"""
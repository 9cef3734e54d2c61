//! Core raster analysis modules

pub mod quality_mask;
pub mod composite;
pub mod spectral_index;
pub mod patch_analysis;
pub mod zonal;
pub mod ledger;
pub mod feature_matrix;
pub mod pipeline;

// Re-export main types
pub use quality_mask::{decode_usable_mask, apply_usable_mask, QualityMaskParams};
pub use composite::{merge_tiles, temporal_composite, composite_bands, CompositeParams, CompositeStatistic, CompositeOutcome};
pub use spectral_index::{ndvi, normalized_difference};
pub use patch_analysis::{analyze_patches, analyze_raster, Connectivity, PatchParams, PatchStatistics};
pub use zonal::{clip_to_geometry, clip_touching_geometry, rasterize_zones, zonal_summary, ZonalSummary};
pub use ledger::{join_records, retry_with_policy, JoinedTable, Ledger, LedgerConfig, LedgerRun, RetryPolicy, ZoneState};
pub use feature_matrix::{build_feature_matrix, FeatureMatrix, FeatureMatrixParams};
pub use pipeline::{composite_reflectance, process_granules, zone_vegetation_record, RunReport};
"""
» **ACTIVITY**:
Your answer must be the full listing above, reproduced exactly.

» **TASK SOLUTION**:
repository 9cef3734e54d2c61
//! Core raster analysis modules

pub mod quality_mask;
pub mod composite;
pub mod spectral_index;
pub mod patch_analysis;
pub mod zonal;
pub mod ledger;
pub mod feature_matrix;
pub mod pipeline;

// Re-export main types
pub use quality_mask::{decode_usable_mask, apply_usable_mask, QualityMaskParams};
pub use composite::{merge_tiles, temporal_composite, composite_bands, CompositeParams, CompositeStatistic, CompositeOutcome};
pub use spectral_index::{ndvi, normalized_difference};
pub use patch_analysis::{analyze_patches, analyze_raster, Connectivity, PatchParams, PatchStatistics};
pub use zonal::{clip_to_geometry, clip_touching_geometry, rasterize_zones, zonal_summary, ZonalSummary};
pub use ledger::{join_records, retry_with_policy, JoinedTable, Ledger, LedgerConfig, LedgerRun, RetryPolicy, ZoneState};
pub use feature_matrix::{build_feature_matrix, FeatureMatrix, FeatureMatrixParams};
pub use pipeline::{composite_reflectance, process_granules, zone_vegetation_record, RunReport};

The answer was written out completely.